Directions for this task: For each line of the data below, test for "TraceLayer". Report only the number of lines that pass.

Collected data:
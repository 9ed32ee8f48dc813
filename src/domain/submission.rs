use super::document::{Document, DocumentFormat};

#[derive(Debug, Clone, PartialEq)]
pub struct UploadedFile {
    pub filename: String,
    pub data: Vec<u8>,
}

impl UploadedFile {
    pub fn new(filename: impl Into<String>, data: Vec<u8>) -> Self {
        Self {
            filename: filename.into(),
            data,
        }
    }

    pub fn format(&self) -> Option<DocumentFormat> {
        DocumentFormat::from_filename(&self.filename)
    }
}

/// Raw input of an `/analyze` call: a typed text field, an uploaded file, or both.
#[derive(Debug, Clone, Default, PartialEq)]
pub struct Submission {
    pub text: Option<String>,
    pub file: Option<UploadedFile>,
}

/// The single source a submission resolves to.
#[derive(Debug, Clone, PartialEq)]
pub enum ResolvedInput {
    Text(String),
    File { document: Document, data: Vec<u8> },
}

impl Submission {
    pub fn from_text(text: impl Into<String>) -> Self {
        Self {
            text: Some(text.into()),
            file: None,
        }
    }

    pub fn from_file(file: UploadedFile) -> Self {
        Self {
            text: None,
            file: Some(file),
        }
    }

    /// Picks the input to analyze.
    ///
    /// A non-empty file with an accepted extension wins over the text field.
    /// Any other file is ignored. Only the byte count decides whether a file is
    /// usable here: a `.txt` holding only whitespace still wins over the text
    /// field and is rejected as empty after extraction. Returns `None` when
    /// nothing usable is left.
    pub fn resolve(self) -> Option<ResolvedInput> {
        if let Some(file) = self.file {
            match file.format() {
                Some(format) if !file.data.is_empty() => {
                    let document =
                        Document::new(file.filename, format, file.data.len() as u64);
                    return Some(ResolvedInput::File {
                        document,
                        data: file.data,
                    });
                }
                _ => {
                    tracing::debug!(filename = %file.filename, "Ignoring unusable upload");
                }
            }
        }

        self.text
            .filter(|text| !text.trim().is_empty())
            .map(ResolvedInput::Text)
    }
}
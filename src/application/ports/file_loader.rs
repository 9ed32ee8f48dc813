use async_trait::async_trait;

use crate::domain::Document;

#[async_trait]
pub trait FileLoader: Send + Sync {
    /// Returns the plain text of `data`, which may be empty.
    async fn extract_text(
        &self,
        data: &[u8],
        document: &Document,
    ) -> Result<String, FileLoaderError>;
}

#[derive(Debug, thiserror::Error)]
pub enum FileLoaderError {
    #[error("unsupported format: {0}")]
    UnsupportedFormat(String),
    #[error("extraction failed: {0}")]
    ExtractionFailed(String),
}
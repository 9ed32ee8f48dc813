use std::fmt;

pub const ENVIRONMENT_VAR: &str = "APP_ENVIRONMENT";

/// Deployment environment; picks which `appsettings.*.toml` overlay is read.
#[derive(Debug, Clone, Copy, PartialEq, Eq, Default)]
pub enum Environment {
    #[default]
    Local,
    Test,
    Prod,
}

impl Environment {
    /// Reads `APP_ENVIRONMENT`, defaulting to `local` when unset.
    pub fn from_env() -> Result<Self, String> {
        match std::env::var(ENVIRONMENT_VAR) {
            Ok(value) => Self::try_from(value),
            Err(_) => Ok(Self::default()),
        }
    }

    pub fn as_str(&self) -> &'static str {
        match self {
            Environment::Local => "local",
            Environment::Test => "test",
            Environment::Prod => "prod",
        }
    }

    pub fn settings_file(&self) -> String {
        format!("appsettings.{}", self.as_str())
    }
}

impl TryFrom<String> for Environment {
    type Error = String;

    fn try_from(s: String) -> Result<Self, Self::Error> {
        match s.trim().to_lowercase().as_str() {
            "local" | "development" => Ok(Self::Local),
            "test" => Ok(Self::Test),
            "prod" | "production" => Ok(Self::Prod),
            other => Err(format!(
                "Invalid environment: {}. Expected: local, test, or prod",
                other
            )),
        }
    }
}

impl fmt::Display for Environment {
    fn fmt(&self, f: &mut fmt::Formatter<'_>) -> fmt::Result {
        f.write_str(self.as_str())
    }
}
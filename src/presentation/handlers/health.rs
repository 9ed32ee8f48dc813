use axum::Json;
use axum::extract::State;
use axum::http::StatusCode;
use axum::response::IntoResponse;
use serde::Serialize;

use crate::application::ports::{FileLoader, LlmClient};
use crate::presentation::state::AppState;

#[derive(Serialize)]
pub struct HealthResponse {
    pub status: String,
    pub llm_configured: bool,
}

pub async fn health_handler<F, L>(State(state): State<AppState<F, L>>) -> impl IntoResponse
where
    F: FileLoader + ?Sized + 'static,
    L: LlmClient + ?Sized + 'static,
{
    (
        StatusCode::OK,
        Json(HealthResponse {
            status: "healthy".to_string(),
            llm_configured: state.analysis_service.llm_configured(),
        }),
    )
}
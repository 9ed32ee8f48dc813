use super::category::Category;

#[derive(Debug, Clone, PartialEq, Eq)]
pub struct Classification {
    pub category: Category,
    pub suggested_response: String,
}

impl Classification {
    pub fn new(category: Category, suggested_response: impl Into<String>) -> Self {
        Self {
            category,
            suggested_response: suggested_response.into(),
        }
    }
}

...

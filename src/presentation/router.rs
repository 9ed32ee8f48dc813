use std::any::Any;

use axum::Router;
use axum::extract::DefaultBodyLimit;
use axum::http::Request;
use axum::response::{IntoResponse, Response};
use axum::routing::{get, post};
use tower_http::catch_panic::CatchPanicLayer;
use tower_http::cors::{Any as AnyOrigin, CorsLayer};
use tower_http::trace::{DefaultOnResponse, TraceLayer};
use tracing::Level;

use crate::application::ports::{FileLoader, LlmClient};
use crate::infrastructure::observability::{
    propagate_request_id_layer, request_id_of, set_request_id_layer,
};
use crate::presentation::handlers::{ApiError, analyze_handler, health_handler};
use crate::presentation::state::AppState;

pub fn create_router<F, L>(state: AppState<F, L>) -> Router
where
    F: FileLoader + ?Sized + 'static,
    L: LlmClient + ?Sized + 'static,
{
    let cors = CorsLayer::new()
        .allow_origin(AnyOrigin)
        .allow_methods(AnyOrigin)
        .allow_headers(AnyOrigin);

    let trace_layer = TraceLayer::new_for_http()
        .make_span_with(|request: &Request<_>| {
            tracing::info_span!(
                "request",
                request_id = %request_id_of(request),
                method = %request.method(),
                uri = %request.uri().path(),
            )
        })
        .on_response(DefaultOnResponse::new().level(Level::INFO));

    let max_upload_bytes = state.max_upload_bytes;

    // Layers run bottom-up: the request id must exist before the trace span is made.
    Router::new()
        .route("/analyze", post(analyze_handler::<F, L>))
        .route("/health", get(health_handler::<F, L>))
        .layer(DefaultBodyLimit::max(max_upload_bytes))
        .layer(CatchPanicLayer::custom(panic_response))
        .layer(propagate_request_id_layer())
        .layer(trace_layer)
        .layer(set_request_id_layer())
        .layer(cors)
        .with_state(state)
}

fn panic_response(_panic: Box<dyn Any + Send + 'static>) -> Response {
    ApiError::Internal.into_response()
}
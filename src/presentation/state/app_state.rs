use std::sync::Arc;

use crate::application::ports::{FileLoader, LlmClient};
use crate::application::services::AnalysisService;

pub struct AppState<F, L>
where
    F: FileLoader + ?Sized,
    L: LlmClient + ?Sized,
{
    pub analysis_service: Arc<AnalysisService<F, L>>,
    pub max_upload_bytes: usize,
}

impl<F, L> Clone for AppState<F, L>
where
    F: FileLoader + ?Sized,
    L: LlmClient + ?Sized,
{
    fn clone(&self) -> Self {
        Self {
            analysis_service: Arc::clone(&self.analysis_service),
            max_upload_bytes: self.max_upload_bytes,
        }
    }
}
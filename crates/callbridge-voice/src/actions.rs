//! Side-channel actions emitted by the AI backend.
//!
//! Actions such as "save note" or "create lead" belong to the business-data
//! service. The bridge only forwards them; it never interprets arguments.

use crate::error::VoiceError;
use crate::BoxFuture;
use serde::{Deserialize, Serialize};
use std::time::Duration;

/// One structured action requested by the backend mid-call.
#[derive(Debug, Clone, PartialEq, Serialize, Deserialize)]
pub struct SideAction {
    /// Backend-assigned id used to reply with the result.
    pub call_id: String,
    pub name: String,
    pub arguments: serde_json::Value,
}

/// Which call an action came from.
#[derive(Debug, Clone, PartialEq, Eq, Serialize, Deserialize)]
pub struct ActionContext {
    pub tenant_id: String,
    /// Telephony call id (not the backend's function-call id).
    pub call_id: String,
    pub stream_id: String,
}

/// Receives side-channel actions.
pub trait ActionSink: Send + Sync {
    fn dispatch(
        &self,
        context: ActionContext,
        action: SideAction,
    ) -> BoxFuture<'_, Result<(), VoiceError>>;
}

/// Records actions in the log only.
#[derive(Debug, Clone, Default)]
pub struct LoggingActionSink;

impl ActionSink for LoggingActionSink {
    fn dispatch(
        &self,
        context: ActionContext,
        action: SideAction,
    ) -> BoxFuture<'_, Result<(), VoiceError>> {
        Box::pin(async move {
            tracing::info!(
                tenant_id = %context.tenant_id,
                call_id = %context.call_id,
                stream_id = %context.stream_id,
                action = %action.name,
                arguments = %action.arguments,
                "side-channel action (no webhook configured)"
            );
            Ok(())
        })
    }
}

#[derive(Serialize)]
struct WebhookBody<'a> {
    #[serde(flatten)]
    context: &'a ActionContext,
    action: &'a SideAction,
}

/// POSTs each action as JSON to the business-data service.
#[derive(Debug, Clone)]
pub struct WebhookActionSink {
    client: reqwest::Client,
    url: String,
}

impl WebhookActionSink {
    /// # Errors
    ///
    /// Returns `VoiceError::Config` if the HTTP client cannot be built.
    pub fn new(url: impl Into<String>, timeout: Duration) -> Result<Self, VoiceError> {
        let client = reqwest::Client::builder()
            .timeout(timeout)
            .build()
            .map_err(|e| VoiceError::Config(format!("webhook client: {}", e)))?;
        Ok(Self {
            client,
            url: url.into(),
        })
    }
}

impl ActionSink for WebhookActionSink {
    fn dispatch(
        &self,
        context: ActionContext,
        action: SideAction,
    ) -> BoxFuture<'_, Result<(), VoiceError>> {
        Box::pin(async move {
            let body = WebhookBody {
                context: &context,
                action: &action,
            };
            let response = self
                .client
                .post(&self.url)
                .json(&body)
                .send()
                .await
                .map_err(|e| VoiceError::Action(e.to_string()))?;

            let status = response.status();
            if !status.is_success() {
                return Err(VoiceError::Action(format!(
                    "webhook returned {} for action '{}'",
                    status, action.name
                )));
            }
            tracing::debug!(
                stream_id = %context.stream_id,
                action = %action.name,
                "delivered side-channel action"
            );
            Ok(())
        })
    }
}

Written reply: 2